─── Available data

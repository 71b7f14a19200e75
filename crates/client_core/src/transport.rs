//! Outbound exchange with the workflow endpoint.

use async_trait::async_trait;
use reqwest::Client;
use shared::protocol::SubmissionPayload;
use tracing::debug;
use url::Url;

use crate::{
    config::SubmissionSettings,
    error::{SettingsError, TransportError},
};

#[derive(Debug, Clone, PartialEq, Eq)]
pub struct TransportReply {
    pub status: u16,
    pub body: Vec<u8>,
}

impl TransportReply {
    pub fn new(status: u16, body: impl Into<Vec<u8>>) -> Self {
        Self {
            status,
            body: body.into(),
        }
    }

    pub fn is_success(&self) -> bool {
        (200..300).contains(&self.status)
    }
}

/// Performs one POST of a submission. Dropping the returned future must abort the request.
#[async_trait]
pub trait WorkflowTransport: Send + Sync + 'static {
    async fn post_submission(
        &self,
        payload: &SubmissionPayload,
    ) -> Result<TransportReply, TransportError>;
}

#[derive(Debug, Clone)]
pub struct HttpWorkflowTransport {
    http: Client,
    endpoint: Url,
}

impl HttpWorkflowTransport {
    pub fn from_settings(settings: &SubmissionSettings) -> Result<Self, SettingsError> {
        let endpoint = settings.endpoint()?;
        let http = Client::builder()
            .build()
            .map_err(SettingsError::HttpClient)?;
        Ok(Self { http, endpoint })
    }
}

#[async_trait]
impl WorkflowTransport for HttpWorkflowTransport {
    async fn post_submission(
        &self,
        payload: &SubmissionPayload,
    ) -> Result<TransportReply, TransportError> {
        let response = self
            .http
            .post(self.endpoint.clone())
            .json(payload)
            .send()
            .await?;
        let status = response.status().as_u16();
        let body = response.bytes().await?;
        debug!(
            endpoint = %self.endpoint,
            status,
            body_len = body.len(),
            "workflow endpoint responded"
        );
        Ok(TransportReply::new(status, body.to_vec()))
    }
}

──────

▶ [Exercise]:
Which lines of the records contain "derive"? Show each of them.

▶ [Response area]:
#[derive(Debug, Clone, PartialEq, Eq)]
#[derive(Debug, Clone)]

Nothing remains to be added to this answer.